By Dave Waddell
Desperate to get help for his mentally ill son, journalist Pete Earley told Chicoans Saturday he did things he never thought he’d do.
Earley said he lied about what his son had said, violated his own professional ethics by threatening to summon feared investigative reporter Mike Wallace of “60 Minutes” TV fame, and “literally went out and grabbed a doctor” from a crowded emergency room hallway to evaluate his delusional son.
Eventually, Earley’s wife advised him that he couldn’t help his son, Kevin, as a parent, but that he could as a journalist. “For once, I listened to her,” Earley said.
The product was his 2007 book, “Crazy: A Father’s Search Through America’s Mental Health Madness,” a finalist for a Pulitzer Prize. Earley, a former Washington Post reporter and author of 15 books, writes a weekly blog about mental health. The National Alliance on Mental Illness (NAMI) of Butte County brought Earley to Chico, and he spoke May 5 to about 75 people at Sierra Nevada’s Big Room, bringing some to tears.
“Recovery is possible; I’ve seen it with my own eyes,” Earley said. “But these illnesses are like cancer, and not everyone gets healthy.”
Earley commented – at least indirectly — on a couple of issues in the news locally.
Asked during an audience question-and-answer period about “Laura’s Law,” a state law that allows for court-ordered assisted outpatient treatment that NAMI is promoting for adoption in Butte County, Earley came across as ambivalent.
“Laura’s Law in some cases can force (people into) treatment, or in other cases turn them off,” he said.
Earley also poked fun at police in Fairfax County, Va., where he resides, for having a mobile crisis unit that’s in operation only during daytime hours.
“Who has a mental health breakdown from 8 to 6?” asked Earley, to laughter from the audience.
The Chico Police Department and Butte County Behavioral Health recently started a pilot mobile crisis team that operates on a similar schedule to Fairfax.
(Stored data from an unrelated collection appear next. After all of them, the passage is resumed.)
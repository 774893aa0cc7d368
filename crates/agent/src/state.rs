//! Conversation state
//!
//! The financial profile gathered so far plus the field the last response
//! asked for. Only the dialogue orchestrator mutates it, and only by
//! committing a staged copy once a turn is delivered.

use serde::{Deserialize, Serialize};

use loan_assist_config::catalog;
use loan_assist_core::{FinancialProfile, LoanType, ProfileField};

#[derive(Debug, Clone, Default, PartialEq, Serialize, Deserialize)]
pub struct ConversationState {
    profile: FinancialProfile,
    /// Field most recently asked for
    #[serde(default)]
    outstanding: Option<ProfileField>,
}

impl ConversationState {
    pub fn new() -> Self {
        Self::default()
    }

    pub fn profile(&self) -> &FinancialProfile {
        &self.profile
    }

    pub fn outstanding(&self) -> Option<ProfileField> {
        self.outstanding
    }

    pub fn set_outstanding(&mut self, field: Option<ProfileField>) {
        self.outstanding = field;
    }

    pub fn loan_type(&self) -> Option<LoanType> {
        self.profile.loan_type
    }

    /// Unset fields in the fixed slot order
    pub fn missing_fields(&self) -> Vec<ProfileField> {
        self.profile.missing_fields()
    }

    /// Merge extracted fields and return those that changed.
    ///
    /// A set field keeps its value; repeating or contradicting an answer is a
    /// no-op. That includes the loan type: see [`Self::switch_loan_type`].
    pub fn update(&mut self, extracted: &FinancialProfile) -> Vec<ProfileField> {
        let changed = self.profile.merge(extracted);
        self.clear_answered();
        changed
    }

    /// Replace the loan type with one the user named outright.
    ///
    /// Only product names ("car loan") or an answer to the loan type question
    /// should reach this; related terms like "home" or "company" show up in
    /// ordinary answers. Returns true if the loan type changed.
    pub fn switch_loan_type(&mut self, named: LoanType) -> bool {
        if self.profile.loan_type == Some(named) {
            return false;
        }
        if let Some(current) = self.profile.loan_type {
            tracing::debug!(from = %current, to = %named, "Loan type switched");
        }
        self.profile.loan_type = Some(named);
        self.clear_answered();
        true
    }

    fn clear_answered(&mut self) {
        if let Some(outstanding) = self.outstanding {
            if self.profile.is_set(outstanding) {
                self.outstanding = None;
            }
        }
    }

    /// Missing fields the loan type's rule needs, in slot order
    pub fn required_missing(&self, loan_type: LoanType) -> Vec<ProfileField> {
        self.profile
            .missing_among(&catalog::rule(loan_type).required_fields())
    }

    /// True iff every field the loan type's rule needs is present
    pub fn is_complete(&self, loan_type: LoanType) -> bool {
        self.required_missing(loan_type).is_empty()
    }

    /// The single field to ask for next.
    ///
    /// With a known loan type only its rule's fields are asked. Without one,
    /// the general fields come first and the loan type last.
    pub fn next_question(&self) -> Option<ProfileField> {
        match self.profile.loan_type {
            Some(loan_type) => self.required_missing(loan_type).first().copied(),
            None => self.missing_fields().first().copied(),
        }
    }
}

#[cfg(test)]
mod tests {
    use super::*;
    use loan_assist_core::EmploymentType;

    fn with_age(age: u8) -> FinancialProfile {
        FinancialProfile {
            age: Some(age),
            ..Default::default()
        }
    }

    #[test]
    fn test_missing_fields_order() {
        let state = ConversationState::new();
        assert_eq!(state.missing_fields(), ProfileField::ORDER.to_vec());
        assert_eq!(state.next_question(), Some(ProfileField::Age));
    }

    #[test]
    fn test_update_is_idempotent() {
        let mut state = ConversationState::new();
        assert_eq!(state.update(&with_age(32)), vec![ProfileField::Age]);
        let snapshot = state.clone();
        assert!(state.update(&with_age(32)).is_empty());
        assert_eq!(state, snapshot);
    }

    #[test]
    fn test_update_never_clears() {
        let mut state = ConversationState::new();
        state.update(&with_age(32));
        state.update(&FinancialProfile::default());
        assert_eq!(state.profile().age, Some(32));
        // A different age does not replace the first answer
        state.update(&with_age(40));
        assert_eq!(state.profile().age, Some(32));
    }

    #[test]
    fn test_loan_type_can_switch() {
        let mut state = ConversationState::new();
        state.update(&FinancialProfile {
            loan_type: Some(LoanType::Home),
            ..Default::default()
        });
        // A merged loan type never replaces the current one
        let changed = state.update(&FinancialProfile {
            loan_type: Some(LoanType::Car),
            ..Default::default()
        });
        assert!(changed.is_empty());
        assert_eq!(state.loan_type(), Some(LoanType::Home));

        assert!(state.switch_loan_type(LoanType::Car));
        assert_eq!(state.loan_type(), Some(LoanType::Car));
        assert!(!state.switch_loan_type(LoanType::Car));
    }

    #[test]
    fn test_outstanding_cleared_when_answered() {
        let mut state = ConversationState::new();
        state.set_outstanding(Some(ProfileField::Age));
        state.update(&with_age(30));
        assert_eq!(state.outstanding(), None);
    }

    #[test]
    fn test_next_question_after_age_is_income() {
        let mut state = ConversationState::new();
        state.update(&with_age(32));
        assert_eq!(state.next_question(), Some(ProfileField::MonthlyIncome));
    }

    #[test]
    fn test_completeness_per_loan_type() {
        let mut state = ConversationState::new();
        state.update(&FinancialProfile {
            age: Some(30),
            loan_type: Some(LoanType::Gold),
            ..Default::default()
        });
        assert!(state.is_complete(LoanType::Gold));
        assert!(!state.is_complete(LoanType::Home));
        assert_eq!(state.next_question(), None);

        assert_eq!(
            state.required_missing(LoanType::Business),
            vec![
                ProfileField::CreditScore,
                ProfileField::EmploymentTenure,
                ProfileField::EmploymentType
            ]
        );

        state.update(&FinancialProfile {
            employment_type: Some(EmploymentType::SelfEmployed),
            ..Default::default()
        });
        assert_eq!(state.profile().employment_type, Some(EmploymentType::SelfEmployed));
    }
}
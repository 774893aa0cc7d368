//! Centralized constants for the loan advisor
//!
//! Single source of truth for limits and default values. Settings defaults
//! and the static tables refer to these instead of repeating literals.

/// Audio admission limits
pub mod audio {
    /// Hard ceiling on recorded speech per turn (seconds)
    pub const MAX_DURATION_SECS: f64 = 30.0;

    /// Recording sample rate expected from clients
    pub const INPUT_SAMPLE_RATE: u32 = 16_000;
}

/// Speech synthesis limits
pub mod tts {
    /// Longest text sent in one synthesis request
    pub const MAX_CHUNK_CHARS: usize = 450;

    /// Output sample rate requested from the authority
    pub const SAMPLE_RATE: u32 = 22_050;
}

/// Service endpoints
pub mod endpoints {
    /// Sarvam AI REST API
    pub const SARVAM_DEFAULT: &str = "https://api.sarvam.ai";

    /// Ollama LLM endpoint
    pub const OLLAMA_DEFAULT: &str = "http://localhost:11434";

    /// OpenAI-compatible chat completions base URL
    pub const OPENAI_DEFAULT: &str = "https://api.openai.com/v1";
}

/// Per-call timeouts (milliseconds)
pub mod timeouts {
    pub const LANGUAGE_SERVICE_MS: u64 = 30_000;
    pub const LLM_MS: u64 = 15_000;
}

/// Vendor model identifiers
pub mod models {
    pub const TRANSLATE: &str = "mayura:v1";
    pub const SPEECH_TO_TEXT: &str = "saarika:v2";
    pub const TEXT_TO_SPEECH: &str = "bulbul:v1";
}

/// Session lifecycle defaults
pub mod sessions {
    pub const MAX_SESSIONS: usize = 1_000;
    /// Idle time after which a session is discarded (seconds)
    pub const IDLE_TIMEOUT_SECS: u64 = 3_600;
    pub const CLEANUP_INTERVAL_SECS: u64 = 300;
}

/// Credit score bounds accepted by the extractor
pub mod credit {
    pub const MIN_SCORE: u16 = 300;
    pub const MAX_SCORE: u16 = 900;
}
#[cfg(test)]
mod tests {
    use super::*;

    #[test]
    fn test_default_settings() {
        let settings = Settings::default();
        assert_eq!(settings.server.port, 8080);
        assert_eq!(settings.audio.max_duration_secs, 30.0);
        assert_eq!(settings.language_service.tts_max_chunk_chars, 450);
        assert_eq!(settings.language_service.translate_output_script, "roman");
        assert!(!settings.llm.enabled);
        assert!(settings.validate().is_ok());
    }

    #[test]
    fn test_settings_validation() {
        let mut settings = Settings::default();
        settings.server.port = 0;
        assert!(settings.validate().is_err());

        settings.server.port = 9000;
        settings.audio.max_duration_secs = 0.0;
        assert!(settings.validate().is_err());

        settings.audio.max_duration_secs = 30.0;
        settings.language_service.timeout_ms = 0;
        assert!(settings.validate().is_err());

        settings.language_service.timeout_ms = 1000;
        assert!(settings.validate().is_ok());
    }

    #[test]
    fn test_llm_validated_only_when_enabled() {
        let mut settings = Settings::default();
        settings.llm.temperature = 5.0;
        assert!(settings.validate().is_ok());

        settings.llm.enabled = true;
        assert!(settings.validate().is_err());
    }

    #[test]
    fn test_missing_api_key_is_config_error() {
        let mut ls = LanguageServiceConfig::default();
        ls.api_key = None;
        assert!(matches!(
            ls.require_api_key(),
            Err(ConfigError::MissingField(field)) if field == "language_service.api_key"
        ));

        ls.api_key = Some("   ".to_string());
        assert!(ls.require_api_key().is_err());

        ls.api_key = Some("sk_test".to_string());
        assert_eq!(ls.require_api_key().unwrap(), "sk_test");
    }

    #[test]
    fn test_llm_endpoint_defaults() {
        let mut llm = LlmSettings::default();
        assert_eq!(llm.endpoint_or_default(), endpoints::OPENAI_DEFAULT);
        llm.provider = LlmProvider::Ollama;
        assert_eq!(llm.endpoint_or_default(), endpoints::OLLAMA_DEFAULT);
        llm.endpoint = Some("http://llm.internal:8000/v1".to_string());
        assert_eq!(llm.endpoint_or_default(), "http://llm.internal:8000/v1");
    }

    #[test]
    fn test_deserialize_partial_yaml_like_json() {
        let settings: Settings = serde_json::from_value(serde_json::json!({
            "server": { "port": 9090 },
            "audio": { "max_duration_secs": 20.0 },
            "llm": { "enabled": true, "provider": "ollama", "model": "qwen2.5:3b" }
        }))
        .unwrap();
        assert_eq!(settings.server.port, 9090);
        assert_eq!(settings.server.host, "0.0.0.0");
        assert_eq!(settings.audio.max_duration_secs, 20.0);
        assert_eq!(settings.llm.provider, LlmProvider::Ollama);
        assert!(settings.persistence.enabled);
    }
}
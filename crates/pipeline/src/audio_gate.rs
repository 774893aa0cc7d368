//! Audio admission policy
//!
//! Recorded speech is admitted only when it has a positive, finite duration
//! no longer than the configured ceiling. Rejected audio never reaches speech
//! recognition; there is no truncate-and-continue.

use std::io::Cursor;

use loan_assist_config::constants::audio::MAX_DURATION_SECS;
use loan_assist_core::{AudioClip, Error};

/// Why a clip was turned away
#[derive(Debug, Clone, Copy, PartialEq)]
pub enum RejectionReason {
    AudioTooLong { duration_secs: f64, max_secs: f64 },
    EmptyAudio,
}

impl From<RejectionReason> for Error {
    fn from(reason: RejectionReason) -> Self {
        match reason {
            RejectionReason::AudioTooLong {
                duration_secs,
                max_secs,
            } => Error::AudioTooLong {
                duration_secs,
                max_secs,
            },
            RejectionReason::EmptyAudio => Error::EmptyAudio,
        }
    }
}

/// A clip that passed the gate.
///
/// Only [`AudioGate`] constructs this, so speech recognition cannot be
/// handed audio that was never checked.
#[derive(Debug, Clone, PartialEq)]
pub struct AdmittedAudio {
    clip: AudioClip,
}

impl AdmittedAudio {
    pub fn clip(&self) -> &AudioClip {
        &self.clip
    }

    pub fn duration_secs(&self) -> f64 {
        self.clip.duration_secs
    }
}

#[derive(Debug, Clone, PartialEq)]
pub enum Admission {
    Accepted(AdmittedAudio),
    Rejected(RejectionReason),
}

impl Admission {
    pub fn into_result(self) -> Result<AdmittedAudio, RejectionReason> {
        match self {
            Admission::Accepted(audio) => Ok(audio),
            Admission::Rejected(reason) => Err(reason),
        }
    }
}

#[derive(Debug, Clone, Copy)]
pub struct AudioGate {
    max_duration_secs: f64,
}

impl Default for AudioGate {
    fn default() -> Self {
        Self::new(MAX_DURATION_SECS)
    }
}

impl AudioGate {
    pub fn new(max_duration_secs: f64) -> Self {
        Self { max_duration_secs }
    }

    pub fn max_duration_secs(&self) -> f64 {
        self.max_duration_secs
    }

    /// Admit raw audio bytes.
    ///
    /// The duration comes from the WAV header when it can be read. A declared
    /// duration is cross-checked against the header and the larger value wins;
    /// with neither, the clip counts as empty.
    pub fn admit(&self, bytes: Vec<u8>, declared_secs: Option<f64>) -> Admission {
        if bytes.is_empty() {
            return Admission::Rejected(RejectionReason::EmptyAudio);
        }

        let measured = measure_wav_duration(&bytes);
        let duration = match (declared_secs, measured) {
            (Some(declared), Some(measured)) => {
                if (declared - measured).abs() > 0.5 {
                    tracing::debug!(declared, measured, "Declared audio duration disagrees with header");
                }
                declared.max(measured)
            }
            (Some(declared), None) => declared,
            (None, Some(measured)) => measured,
            (None, None) => {
                tracing::debug!(bytes = bytes.len(), "Audio duration could not be determined");
                return Admission::Rejected(RejectionReason::EmptyAudio);
            }
        };

        self.check(AudioClip::new(bytes, duration))
    }

    /// Apply the policy to a clip whose duration is already known
    pub fn check(&self, clip: AudioClip) -> Admission {
        let duration = clip.duration_secs;

        if clip.is_empty() || !duration.is_finite() || duration <= 0.0 {
            tracing::debug!(duration, "Rejected empty audio");
            return Admission::Rejected(RejectionReason::EmptyAudio);
        }

        if duration > self.max_duration_secs {
            tracing::info!(
                duration,
                max = self.max_duration_secs,
                "Rejected audio over the duration ceiling"
            );
            return Admission::Rejected(RejectionReason::AudioTooLong {
                duration_secs: duration,
                max_secs: self.max_duration_secs,
            });
        }

        Admission::Accepted(AdmittedAudio { clip })
    }
}

/// Duration of a WAV payload in seconds, read from its header
pub fn measure_wav_duration(bytes: &[u8]) -> Option<f64> {
    let reader = hound::WavReader::new(Cursor::new(bytes)).ok()?;
    let spec = reader.spec();
    if spec.sample_rate == 0 {
        return None;
    }
    Some(reader.duration() as f64 / spec.sample_rate as f64)
}
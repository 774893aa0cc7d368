//! Display formatting for amounts and durations

/// Rupee amount with Indian digit grouping ("₹4,50,000")
pub fn format_rupees(amount: u64) -> String {
    let digits = amount.to_string();
    if digits.len() <= 3 {
        return format!("₹{}", digits);
    }

    let (head, last3) = digits.split_at(digits.len() - 3);
    let mut groups: Vec<&str> = Vec::new();
    let mut rest = head;
    while rest.len() > 2 {
        let (left, right) = rest.split_at(rest.len() - 2);
        groups.push(right);
        rest = left;
    }
    if !rest.is_empty() {
        groups.push(rest);
    }
    groups.reverse();

    format!("₹{},{}", groups.join(","), last3)
}

/// "5 years", "1 year", "6 months", "1.5 years"
pub fn format_years(years: f32) -> String {
    if years < 1.0 {
        let months = (years * 12.0).round() as u32;
        return if months == 1 {
            "1 month".to_string()
        } else {
            format!("{} months", months)
        };
    }
    if years.fract() == 0.0 {
        let whole = years as u32;
        if whole == 1 {
            "1 year".to_string()
        } else {
            format!("{} years", whole)
        }
    } else {
        format!("{:.1} years", years)
    }
}

#[cfg(test)]
mod tests {
    use super::*;

    #[test]
    fn test_format_rupees() {
        assert_eq!(format_rupees(750), "₹750");
        assert_eq!(format_rupees(45_000), "₹45,000");
        assert_eq!(format_rupees(450_000), "₹4,50,000");
        assert_eq!(format_rupees(10_000_000), "₹1,00,00,000");
    }

    #[test]
    fn test_format_years() {
        assert_eq!(format_years(5.0), "5 years");
        assert_eq!(format_years(1.0), "1 year");
        assert_eq!(format_years(0.5), "6 months");
        assert_eq!(format_years(1.5), "1.5 years");
    }
}
use std::collections::BTreeMap;
use std::io::Write;
use std::path::{Path, PathBuf};
use std::sync::atomic::{AtomicBool, Ordering};

use serde::{de::DeserializeOwned, Serialize};
use tokio::sync::Mutex;

use crate::PersistenceError;

/// JSON file store keyed by session id
pub struct JsonSessionStore<T> {
    path: Option<PathBuf>,
    records: Mutex<BTreeMap<String, T>>,
    degraded: AtomicBool,
}

impl<T> JsonSessionStore<T>
where
    T: Serialize + DeserializeOwned + Clone + Send + Sync + 'static,
{
    /// Open the store at `path`, loading whatever it already holds
    pub fn open(path: impl Into<PathBuf>) -> Self {
        let path = path.into();
        let records = Self::load(&path);
        tracing::info!(path = %path.display(), sessions = records.len(), "Session store opened");

        Self {
            path: Some(path),
            records: Mutex::new(records),
            degraded: AtomicBool::new(false),
        }
    }

    /// A store that never touches disk
    pub fn in_memory() -> Self {
        Self {
            path: None,
            records: Mutex::new(BTreeMap::new()),
            degraded: AtomicBool::new(false),
        }
    }

    fn load(path: &Path) -> BTreeMap<String, T> {
        let contents = match std::fs::read_to_string(path) {
            Ok(contents) => contents,
            Err(e) if e.kind() == std::io::ErrorKind::NotFound => return BTreeMap::new(),
            Err(e) => {
                tracing::warn!(path = %path.display(), error = %e, "Session store unreadable, starting empty");
                return BTreeMap::new();
            }
        };

        if contents.trim().is_empty() {
            return BTreeMap::new();
        }

        match serde_json::from_str(&contents) {
            Ok(records) => records,
            Err(e) => {
                tracing::warn!(path = %path.display(), error = %e, "Session store corrupt, starting empty");
                BTreeMap::new()
            }
        }
    }

    /// True once a write has failed and the store runs in memory only
    pub fn is_degraded(&self) -> bool {
        self.degraded.load(Ordering::Relaxed)
    }

    pub fn path(&self) -> Option<&Path> {
        self.path.as_deref()
    }

    /// Snapshot of every stored record
    pub async fn load_all(&self) -> BTreeMap<String, T> {
        self.records.lock().await.clone()
    }

    pub async fn get(&self, id: &str) -> Option<T> {
        self.records.lock().await.get(id).cloned()
    }

    pub async fn len(&self) -> usize {
        self.records.lock().await.len()
    }

    pub async fn is_empty(&self) -> bool {
        self.records.lock().await.is_empty()
    }

    /// Insert or replace a record, then flush
    pub async fn put(&self, id: &str, record: T) {
        let mut records = self.records.lock().await;
        records.insert(id.to_string(), record);
        self.flush(&records).await;
    }

    /// Remove a record, then flush
    pub async fn remove(&self, id: &str) -> bool {
        let mut records = self.records.lock().await;
        let removed = records.remove(id).is_some();
        if removed {
            self.flush(&records).await;
        }
        removed
    }

    /// Write the map to disk; holding the lock keeps writes in order
    async fn flush(&self, records: &BTreeMap<String, T>) {
        let Some(path) = self.path.clone() else {
            return;
        };
        if self.is_degraded() {
            return;
        }

        let result = match serde_json::to_vec_pretty(records) {
            Ok(bytes) => tokio::task::spawn_blocking(move || write_atomically(&path, &bytes))
                .await
                .unwrap_or_else(|e| Err(PersistenceError::Task(e.to_string()))),
            Err(e) => Err(e.into()),
        };

        if let Err(e) = result {
            if !self.degraded.swap(true, Ordering::Relaxed) {
                let err: loan_assist_core::Error = e.into();
                tracing::warn!(error = %err, "Session store write failed, continuing in memory");
            }
        }
    }
}

/// Write through a temp file in the target directory, then rename over the target
fn write_atomically(path: &Path, bytes: &[u8]) -> Result<(), PersistenceError> {
    let dir = match path.parent() {
        Some(dir) if !dir.as_os_str().is_empty() => dir.to_path_buf(),
        _ => PathBuf::from("."),
    };
    std::fs::create_dir_all(&dir)?;

    let mut file = tempfile::NamedTempFile::new_in(&dir)?;
    file.write_all(bytes)?;
    file.as_file().sync_all()?;
    file.persist(path).map_err(|e| e.error)?;
    Ok(())
}
//! Audio payload types

use serde::{Deserialize, Serialize};

use crate::LanguageCode;

/// Recorded user audio with its measured duration
#[derive(Debug, Clone, PartialEq)]
pub struct AudioClip {
    /// Encoded audio (WAV)
    pub bytes: Vec<u8>,
    /// Measured duration in seconds
    pub duration_secs: f64,
}

impl AudioClip {
    pub fn new(bytes: Vec<u8>, duration_secs: f64) -> Self {
        Self { bytes, duration_secs }
    }

    pub fn is_empty(&self) -> bool {
        self.bytes.is_empty()
    }
}

/// Recognized speech with the language it was spoken in
#[derive(Debug, Clone, PartialEq, Eq, Serialize, Deserialize)]
pub struct Transcript {
    pub text: String,
    pub language: LanguageCode,
}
Among the pieces of advice Earley gave to the parents of mentally ill children was to “speak up and participate in the process.” Earley noted that while Kevin had some doctors who helped his son immeasurably, there were a couple of others “who about killed him.”
He also called on family members to recognize that while they are suffering from a loved one’s mental illness, that pain “does not compare with what that person is going through.”
Prior to showing a video that featured his son, Earley noted that Kevin had been arrested three times and hospitalized on five occasions. Once, after finding Kevin shot by a stun gun and hogtied by police, Earley admitted feeling that “it’d be better if he’d never been born.”
Yet today Kevin is completing graduate school while working as a “peer support recovery specialist” helping others living with mental illness in Fairfax.
“My goal is to make their lives better,” Kevin says in the video, which also shows off his skills as a rap musician, his words sometimes carrying a forceful mental health message.
Dave Waddell is news director at ChicoSol.
Thanks for the great article Dave. The biggest barrier to the mentally ill recovering, in my opinion, has been the underfunding in California of psychiatric beds and outpatient Treatment slots. Additionally, the cost of running County operated behavioral health programs is simply too high. It may have been a good idea to develop California’s mental health system at the county level in 1969 when the LPS Act was implemented and we did not have enough trained mental health professionals but that is no longer the case. Both private and public Behavioral Health resources must come to the table to design a cost-effective program to meet the need in Butte County.